§ **WORK REQUEST**: Look through the entries below for the string "summary", and copy each line where it is found.
--------------------
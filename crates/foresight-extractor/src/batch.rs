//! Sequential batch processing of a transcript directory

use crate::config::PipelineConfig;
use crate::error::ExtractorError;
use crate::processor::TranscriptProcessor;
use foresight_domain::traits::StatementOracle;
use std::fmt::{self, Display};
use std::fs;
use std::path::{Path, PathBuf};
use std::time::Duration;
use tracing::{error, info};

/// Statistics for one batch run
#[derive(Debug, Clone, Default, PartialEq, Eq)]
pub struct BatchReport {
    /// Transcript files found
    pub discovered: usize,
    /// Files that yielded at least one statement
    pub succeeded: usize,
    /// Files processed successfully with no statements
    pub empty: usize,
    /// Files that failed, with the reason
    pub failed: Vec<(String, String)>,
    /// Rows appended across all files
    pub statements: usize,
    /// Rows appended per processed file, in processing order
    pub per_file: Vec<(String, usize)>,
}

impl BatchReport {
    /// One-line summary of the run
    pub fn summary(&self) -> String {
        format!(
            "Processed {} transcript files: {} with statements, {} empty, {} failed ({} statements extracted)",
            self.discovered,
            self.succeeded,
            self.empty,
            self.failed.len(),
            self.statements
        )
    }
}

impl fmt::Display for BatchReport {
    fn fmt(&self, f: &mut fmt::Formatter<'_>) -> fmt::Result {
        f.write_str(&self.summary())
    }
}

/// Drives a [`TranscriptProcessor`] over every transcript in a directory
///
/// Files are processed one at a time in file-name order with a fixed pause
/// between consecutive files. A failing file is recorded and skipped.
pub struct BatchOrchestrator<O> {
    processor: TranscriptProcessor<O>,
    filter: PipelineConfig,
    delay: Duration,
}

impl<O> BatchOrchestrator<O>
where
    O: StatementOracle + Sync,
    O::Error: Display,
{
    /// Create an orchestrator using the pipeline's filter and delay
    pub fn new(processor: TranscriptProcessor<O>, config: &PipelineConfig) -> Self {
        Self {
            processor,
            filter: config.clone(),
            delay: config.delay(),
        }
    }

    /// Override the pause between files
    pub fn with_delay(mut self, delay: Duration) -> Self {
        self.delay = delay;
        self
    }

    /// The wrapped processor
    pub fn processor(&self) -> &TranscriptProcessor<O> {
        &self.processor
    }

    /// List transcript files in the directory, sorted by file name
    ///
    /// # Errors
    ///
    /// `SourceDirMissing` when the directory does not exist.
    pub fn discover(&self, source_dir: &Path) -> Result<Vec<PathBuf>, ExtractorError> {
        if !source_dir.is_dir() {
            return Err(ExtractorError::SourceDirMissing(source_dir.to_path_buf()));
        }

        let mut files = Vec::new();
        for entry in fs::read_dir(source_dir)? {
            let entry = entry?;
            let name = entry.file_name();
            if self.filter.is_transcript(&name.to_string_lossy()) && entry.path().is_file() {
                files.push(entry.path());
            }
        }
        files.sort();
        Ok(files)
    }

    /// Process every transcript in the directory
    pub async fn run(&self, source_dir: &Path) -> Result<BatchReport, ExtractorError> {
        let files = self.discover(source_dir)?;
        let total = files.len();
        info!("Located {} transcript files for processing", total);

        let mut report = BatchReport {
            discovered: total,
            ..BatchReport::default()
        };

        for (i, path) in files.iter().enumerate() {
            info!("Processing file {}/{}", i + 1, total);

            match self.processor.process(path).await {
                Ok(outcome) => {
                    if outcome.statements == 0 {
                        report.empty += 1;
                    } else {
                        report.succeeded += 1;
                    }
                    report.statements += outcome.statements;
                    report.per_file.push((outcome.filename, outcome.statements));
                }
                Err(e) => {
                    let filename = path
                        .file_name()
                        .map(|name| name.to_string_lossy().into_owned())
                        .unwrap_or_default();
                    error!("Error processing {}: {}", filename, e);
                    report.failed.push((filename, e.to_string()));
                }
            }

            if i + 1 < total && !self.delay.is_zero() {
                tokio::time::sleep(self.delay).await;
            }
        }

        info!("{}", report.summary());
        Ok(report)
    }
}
--------------------
§ **EXERCISE RESPONSE**:
    /// One-line summary of the run
    pub fn summary(&self) -> String {
        f.write_str(&self.summary())
        info!("{}", report.summary());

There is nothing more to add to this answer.